▸ **Supplied data**
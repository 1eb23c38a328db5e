//! Vector index abstraction.
//!
//! The [`VectorIndex`] trait is the pipeline's only shared mutable
//! resource. It wraps whatever vector database the application brings;
//! the pipeline needs just four operations: upsert, nearest-neighbor
//! query with modality/document filtering, per-document delete, and
//! document enumeration.
//!
//! Consistency contract: a `query` issued after an `upsert` returns by
//! the same caller must observe the upserted records. Implementations
//! must be `Send + Sync`.

pub mod memory;

use anyhow::Result;
use async_trait::async_trait;

use crate::models::{EmbeddingRecord, Modality, RetrievalResult};

/// Abstract vector store over `(vector, chunk metadata)` pairs.
#[async_trait]
pub trait VectorIndex: Send + Sync {
    /// Insert records, replacing any existing record with the same
    /// chunk id. All vectors in one index must share dimensionality.
    async fn upsert(&self, records: Vec<EmbeddingRecord>) -> Result<()>;

    /// Return the top-`k` records by cosine similarity to `vector`,
    /// ordered by score descending with ties broken by
    /// `(document_id, page, position)`.
    ///
    /// `modality` restricts results to one modality; `document_ids`
    /// scopes results to a caller's document set.
    async fn query(
        &self,
        vector: &[f32],
        k: usize,
        modality: Option<Modality>,
        document_ids: Option<&[String]>,
    ) -> Result<Vec<RetrievalResult>>;

    /// Remove every record belonging to `document_id`.
    async fn delete_document(&self, document_id: &str) -> Result<()>;

    /// Distinct document ids currently present in the index.
    async fn document_ids(&self) -> Result<Vec<String>>;
}

/// Compute cosine similarity between two embedding vectors.
///
/// Returns `0.0` for empty vectors or vectors of different lengths.
pub fn cosine_similarity(a: &[f32], b: &[f32]) -> f32 {
    if a.len() != b.len() || a.is_empty() {
        return 0.0;
    }

    let mut dot = 0.0f32;
    let mut norm_a = 0.0f32;
    let mut norm_b = 0.0f32;

    for (x, y) in a.iter().zip(b.iter()) {
        dot += x * y;
        norm_a += x * x;
        norm_b += y * y;
    }

    let denom = norm_a.sqrt() * norm_b.sqrt();
    if denom < f32::EPSILON {
        return 0.0;
    }

    dot / denom
}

▸ **Exercise requirements**
Each line above with the string "records" should be reported in full.

▸ **Response to the task**
//! the same caller must observe the upserted records. Implementations
    /// Insert records, replacing any existing record with the same
    async fn upsert(&self, records: Vec<EmbeddingRecord>) -> Result<()>;
    /// Return the top-`k` records by cosine similarity to `vector`,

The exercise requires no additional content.